Phil Wise

No. 27, 29
- Position: Defensive back

Personal information
- Born: April 25, 1949 Omaha, Nebraska, U.S.
- Died: March 12, 2026 (aged 76) Minneapolis, Minnesota, U.S.
- Listed height: 6 ft 0 in (1.83 m)
- Listed weight: 190 lb (86 kg)

Career information
- College: South Dakota Nebraska–Omaha
- NFL draft: 1971: 6th round, 136th overall pick

Career history
- New York Jets (1971–1976); Minnesota Vikings (1977–1979);

Career NFL statistics
- Interceptions: 6
- Fumble recoveries: 9
- Defensive TDs: 1
- Stats at Pro Football Reference

= Phil Wise (American football) =

American football player (1949–2026)

Phil Wise (April 25, 1949 – March 12, 2026) was an American professional football player who was a defensive back in the National Football League (NFL).

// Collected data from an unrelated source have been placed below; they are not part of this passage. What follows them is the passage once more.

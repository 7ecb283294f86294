//! Alert Manager Implementation

use crate::alert::{Alert, AlertMetrics};
use crate::recommendation::{RecommendationEngine, RecommendationRules};
use crate::severity::{Severity, SeverityThresholds};
use feature_engine::SensorReading;
use serde::{Deserialize, Serialize};
use tracing::info;

/// Alert configuration
#[derive(Debug, Clone, PartialEq, Serialize, Deserialize)]
#[serde(default)]
pub struct AlertConfig {
    /// Score cut-offs for severity tiers
    pub severity: SeverityThresholds,
    /// Raw metric limits for recommendations
    pub recommendation: RecommendationRules,
    /// Alerts kept in published snapshots
    pub recent_alert_limit: usize,
}

impl Default for AlertConfig {
    fn default() -> Self {
        Self {
            severity: SeverityThresholds::default(),
            recommendation: RecommendationRules::default(),
            recent_alert_limit: 20,
        }
    }
}

/// Allocates alert ids and assembles alert records
pub struct AlertManager {
    /// Configuration
    config: AlertConfig,
    recommender: RecommendationEngine,
    /// Alerts issued so far; the next id is `issued + 1`
    issued: u64,
}

impl AlertManager {
    /// Create a new alert manager
    pub fn new(config: AlertConfig) -> Self {
        info!("Creating alert manager with config: {:?}", config);
        Self {
            recommender: RecommendationEngine::new(config.recommendation.clone()),
            config,
            issued: 0,
        }
    }

    /// Format a sequence number as an alert id
    pub fn format_id(sequence: u64) -> String {
        format!("ALERT_{:04}", sequence)
    }

    /// Get severity level for a score
    pub fn severity(&self, score: f64) -> Severity {
        self.config.severity.classify(score)
    }

    pub fn recommend(&self, reading: &SensorReading) -> String {
        self.recommender.recommend(reading)
    }

    /// Build the next alert for an anomalous reading
    pub fn raise(&mut self, reading: &SensorReading, score: f64, timestamp: String) -> Alert {
        self.issued += 1;

        Alert {
            alert_id: Self::format_id(self.issued),
            machine_id: reading.machine_id.clone(),
            timestamp,
            anomaly_score: (score * 10_000.0).round() / 10_000.0,
            metrics: AlertMetrics::from(reading),
            severity: self.severity(score),
            recommendation: self.recommend(reading),
        }
    }

    /// Alerts issued so far
    pub fn issued(&self) -> u64 {
        self.issued
    }

    pub fn config(&self) -> &AlertConfig {
        &self.config
    }
}

impl Default for AlertManager {
    fn default() -> Self {
        Self::new(AlertConfig::default())
    }
}

#[cfg(test)]
mod tests {
    use super::*;

    fn faulty() -> SensorReading {
        SensorReading::new("MACHINE_003", 120.0, 8.0, 20.0, 6.0, 1200.0)
            .with_timestamp("2024-05-01T12:00:00")
    }

    #[test]
    fn test_ids_are_sequential_and_padded() {
        let mut manager = AlertManager::default();

        let first = manager.raise(&faulty(), -0.62, "t1".to_string());
        let second = manager.raise(&faulty(), -0.41, "t2".to_string());

        assert_eq!(first.alert_id, "ALERT_0001");
        assert_eq!(second.alert_id, "ALERT_0002");
        assert_eq!(manager.issued(), 2);
        assert_eq!(AlertManager::format_id(12_345), "ALERT_12345");
    }

    #[test]
    fn test_alert_contents() {
        let mut manager = AlertManager::default();
        let alert = manager.raise(&faulty(), -0.623_456_7, "2024-05-01T12:00:00".to_string());

        assert_eq!(alert.machine_id, "MACHINE_003");
        assert_eq!(alert.anomaly_score, -0.6235);
        assert_eq!(alert.severity, Severity::Critical);
        assert_eq!(alert.metrics.temperature, 120.0);
        assert_eq!(alert.metrics.rpm, 1200.0);
        assert!(alert.recommendation.starts_with("Schedule inspection: "));
    }

    #[test]
    fn test_alert_json_shape() {
        let mut manager = AlertManager::default();
        let alert = manager.raise(&faulty(), -0.45, "2024-05-01T12:00:00".to_string());
        let json = serde_json::to_value(&alert).unwrap();

        assert_eq!(json["alert_id"], "ALERT_0001");
        assert_eq!(json["severity"], "WARNING");
        assert_eq!(json["metrics"]["vibration"], 8.0);
        assert_eq!(json["timestamp"], "2024-05-01T12:00:00");
    }
}
//! Predictive Maintenance Monitor - Main Entry Point

use monitor::{init_logging, run, AppConfig};
use std::path::PathBuf;
use tracing::info;

#[tokio::main]
async fn main() -> anyhow::Result<()> {
    let config_path = std::env::args_os()
        .nth(1)
        .or_else(|| std::env::var_os("MONITOR_CONFIG"))
        .map(PathBuf::from);

    let config = AppConfig::load(config_path.as_deref())?;
    init_logging(config.log_format);

    info!("=== ML Predictive Maintenance Monitor v{} ===", env!("CARGO_PKG_VERSION"));
    info!(
        "Broker {}:{}, sensor topic {}",
        config.mqtt.broker_host, config.mqtt.broker_port, config.mqtt.sensor_topic
    );

    run(config).await
}
//! Feature Engineering Engine
//!
//! Decodes raw sensor readings and maps them onto the fixed-order feature
//! vector consumed by the anomaly model, plus the standardization applied
//! before scoring.

mod features;
mod reading;
mod statistics;

pub use features::{FeatureExtractor, FeatureVector, FEATURE_DIMENSION, FEATURE_NAMES};
pub use reading::{DecodeError, SensorReading};
pub use statistics::{ColumnStats, ScalerError, StandardScaler};
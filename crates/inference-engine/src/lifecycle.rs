//! Model Lifecycle Manager
//!
//! `Collecting -> Training -> Ready`. Ready is terminal: once a model has been
//! fitted it is never refit for the life of the process.

use crate::artifact::ModelArtifact;
use crate::engine::AnomalyScorer;
use crate::forest::ForestConfig;
use feature_engine::FeatureVector;
use serde::{Deserialize, Serialize};
use std::fmt;
use std::path::PathBuf;
use tracing::{error, info, warn};

/// Lifecycle configuration
#[derive(Debug, Clone, PartialEq, Serialize, Deserialize)]
#[serde(default)]
pub struct LifecycleConfig {
    /// Samples collected before the model is fitted (default: 30)
    pub min_training_samples: usize,
    /// Where the trained artifact is written; `None` disables persistence
    pub artifact_path: Option<PathBuf>,
    /// Forest hyperparameters
    pub forest: ForestConfig,
}

impl Default for LifecycleConfig {
    fn default() -> Self {
        Self {
            min_training_samples: 30,
            artifact_path: Some(PathBuf::from("models/anomaly_detector.json")),
            forest: ForestConfig::default(),
        }
    }
}

/// Explicit model state
#[derive(Debug)]
pub enum ModelState {
    /// Accumulating the global training set
    Collecting { samples: Vec<FeatureVector> },
    /// Fitting in progress
    Training,
    /// Model frozen; training set kept for reproducibility
    Ready {
        scorer: AnomalyScorer,
        training_set: Vec<FeatureVector>,
    },
}

/// Outcome of feeding one feature vector to the lifecycle
#[derive(Debug, Clone, PartialEq)]
pub enum LifecycleEvent {
    /// Sample appended, threshold not reached yet
    Collected { collected: usize, required: usize },
    /// Threshold reached and the model is now ready
    Trained { samples: usize },
    /// Fitting failed; still collecting
    TrainingFailed { reason: String },
    /// Model already trained; nothing collected
    AlreadyReady,
}

/// Read-only summary of the lifecycle, suitable for snapshots
#[derive(Debug, Clone, PartialEq, Serialize, Deserialize)]
#[serde(tag = "state", rename_all = "snake_case")]
pub enum ModelStatus {
    Collecting { collected: usize, required: usize },
    Training,
    Ready { training_samples: usize },
}

impl ModelStatus {
    pub fn is_ready(&self) -> bool {
        matches!(self, ModelStatus::Ready { .. })
    }
}

impl fmt::Display for ModelStatus {
    fn fmt(&self, f: &mut fmt::Formatter<'_>) -> fmt::Result {
        match self {
            ModelStatus::Collecting {
                collected,
                required,
            } => write!(f, "Training ({}/{})", collected, required),
            ModelStatus::Training => write!(f, "Training"),
            ModelStatus::Ready { .. } => write!(f, "Trained"),
        }
    }
}

/// Owns the training set and, once fitted, the frozen scorer
pub struct ModelLifecycle {
    config: LifecycleConfig,
    state: ModelState,
    /// Number of successful fits (never exceeds 1)
    trained_count: u32,
}

impl ModelLifecycle {
    /// Create a new lifecycle in the collecting state
    pub fn new(config: LifecycleConfig) -> Self {
        info!(
            "Creating model lifecycle: training after {} samples",
            config.min_training_samples
        );
        Self {
            state: ModelState::Collecting {
                samples: Vec::with_capacity(config.min_training_samples),
            },
            config,
            trained_count: 0,
        }
    }

    /// Feed one feature vector
    pub fn observe(&mut self, features: FeatureVector) -> LifecycleEvent {
        let required = self.config.min_training_samples;

        let samples = match &mut self.state {
            ModelState::Ready { .. } | ModelState::Training => return LifecycleEvent::AlreadyReady,
            ModelState::Collecting { samples } => {
                samples.push(features);
                if samples.len() < required {
                    return LifecycleEvent::Collected {
                        collected: samples.len(),
                        required,
                    };
                }
                std::mem::take(samples)
            }
        };

        self.state = ModelState::Training;
        info!("Training anomaly model on {} samples", samples.len());

        match AnomalyScorer::fit(&samples, self.config.forest.clone()) {
            Ok(scorer) => {
                self.trained_count += 1;
                info!(
                    offset = scorer.forest().offset(),
                    "Model trained on {} samples (features: temperature, vibration, current, pressure, rpm)",
                    samples.len()
                );
                self.persist(&scorer, samples.len());

                let trained = samples.len();
                self.state = ModelState::Ready {
                    scorer,
                    training_set: samples,
                };
                LifecycleEvent::Trained { samples: trained }
            }
            Err(e) => {
                error!("Model training failed, continuing to collect: {}", e);
                self.state = ModelState::Collecting { samples };
                LifecycleEvent::TrainingFailed {
                    reason: e.to_string(),
                }
            }
        }
    }

    /// Best-effort artifact write; failure leaves the in-memory model usable
    fn persist(&self, scorer: &AnomalyScorer, training_samples: usize) {
        let Some(path) = &self.config.artifact_path else {
            return;
        };

        match ModelArtifact::new(scorer, training_samples).write_to(path) {
            Ok(()) => info!("Model saved to {}", path.display()),
            Err(e) => warn!("Failed to persist model to {}: {}", path.display(), e),
        }
    }

    /// Scorer gate: `Some` only once the model is ready
    pub fn scorer(&self) -> Option<&AnomalyScorer> {
        match &self.state {
            ModelState::Ready { scorer, .. } => Some(scorer),
            _ => None,
        }
    }

    pub fn is_ready(&self) -> bool {
        self.scorer().is_some()
    }

    pub fn state(&self) -> &ModelState {
        &self.state
    }

    pub fn status(&self) -> ModelStatus {
        match &self.state {
            ModelState::Collecting { samples } => ModelStatus::Collecting {
                collected: samples.len(),
                required: self.config.min_training_samples,
            },
            ModelState::Training => ModelStatus::Training,
            ModelState::Ready { training_set, .. } => ModelStatus::Ready {
                training_samples: training_set.len(),
            },
        }
    }

    /// Samples collected so far, or the set the model was fitted on
    pub fn training_set(&self) -> &[FeatureVector] {
        match &self.state {
            ModelState::Collecting { samples } => samples,
            ModelState::Training => &[],
            ModelState::Ready { training_set, .. } => training_set,
        }
    }

    pub fn trained_count(&self) -> u32 {
        self.trained_count
    }

    pub fn config(&self) -> &LifecycleConfig {
        &self.config
    }
}

#[cfg(test)]
mod tests {
    use super::*;

    fn sample(i: usize) -> FeatureVector {
        let j = |m: usize| ((i * m) % 11) as f64 / 10.0 - 0.5;
        FeatureVector::new([
            65.0 + 2.0 * j(7),
            2.0 + 0.3 * j(3),
            10.0 + 0.5 * j(5),
            6.0 + 0.2 * j(2),
            1500.0 + 50.0 * j(9),
        ])
    }

    fn config_without_artifact() -> LifecycleConfig {
        LifecycleConfig {
            artifact_path: None,
            ..Default::default()
        }
    }

    #[test]
    fn test_collects_until_threshold() {
        let mut lifecycle = ModelLifecycle::new(config_without_artifact());

        for i in 0..29 {
            let event = lifecycle.observe(sample(i));
            assert_eq!(
                event,
                LifecycleEvent::Collected {
                    collected: i + 1,
                    required: 30
                }
            );
            assert!(lifecycle.scorer().is_none());
        }

        assert_eq!(lifecycle.observe(sample(29)), LifecycleEvent::Trained { samples: 30 });
        assert!(lifecycle.is_ready());
        assert_eq!(lifecycle.status(), ModelStatus::Ready { training_samples: 30 });
    }

    #[test]
    fn test_trains_exactly_once() {
        let mut lifecycle = ModelLifecycle::new(config_without_artifact());

        for i in 0..100 {
            lifecycle.observe(sample(i));
        }

        assert_eq!(lifecycle.trained_count(), 1);
        // Post-threshold samples are not appended
        assert_eq!(lifecycle.training_set().len(), 30);
        assert_eq!(lifecycle.observe(sample(0)), LifecycleEvent::AlreadyReady);
    }

    #[test]
    fn test_failed_fit_keeps_collecting() {
        let config = LifecycleConfig {
            min_training_samples: 3,
            artifact_path: None,
            forest: ForestConfig {
                contamination: 0.9,
                ..Default::default()
            },
        };
        let mut lifecycle = ModelLifecycle::new(config);

        lifecycle.observe(sample(0));
        lifecycle.observe(sample(1));
        let event = lifecycle.observe(sample(2));

        assert!(matches!(event, LifecycleEvent::TrainingFailed { .. }));
        assert_eq!(lifecycle.trained_count(), 0);
        assert_eq!(lifecycle.training_set().len(), 3);
        assert!(!lifecycle.is_ready());
    }

    #[test]
    fn test_persists_artifact_after_training() {
        let dir = tempfile::tempdir().unwrap();
        let path = dir.path().join("models").join("anomaly_detector.json");
        let mut lifecycle = ModelLifecycle::new(LifecycleConfig {
            artifact_path: Some(path.clone()),
            ..Default::default()
        });

        for i in 0..30 {
            lifecycle.observe(sample(i));
        }

        let artifact = ModelArtifact::read_from(&path).unwrap();
        assert_eq!(artifact.training_samples, 30);
    }

    #[test]
    fn test_persistence_failure_is_not_fatal() {
        let dir = tempfile::tempdir().unwrap();
        // A regular file where a directory is needed makes the write fail
        let blocker = dir.path().join("blocker");
        std::fs::write(&blocker, b"x").unwrap();

        let mut lifecycle = ModelLifecycle::new(LifecycleConfig {
            artifact_path: Some(blocker.join("model.json")),
            ..Default::default()
        });

        for i in 0..30 {
            lifecycle.observe(sample(i));
        }

        assert!(lifecycle.is_ready());
    }

    #[test]
    fn test_status_display() {
        let status = ModelStatus::Collecting {
            collected: 12,
            required: 30,
        };
        assert_eq!(status.to_string(), "Training (12/30)");
        assert_eq!(ModelStatus::Ready { training_samples: 30 }.to_string(), "Trained");
    }
}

He was selected by the New York Jets in the sixth round (136th overall) of the 1971 NFL draft. Wise was 6 ft 0 in, 192 lb safety who played college football for the South Dakota Coyotes and Nebraska–Omaha Mavericks. Wise played in nine NFL seasons from 1971 to 1976 with the Jets, and 1977 to 1979 with the Minnesota Vikings. He finished his NFL career with 92 games and six interceptions.

Wise was also a member on The KQ92 Morning Show with Tom Barnard on KQRS-FM in Minneapolis, Minnesota. He died on March 12, 2026, at the age of 76. He was interred at Forest Lawn Memorial Park in Omaha.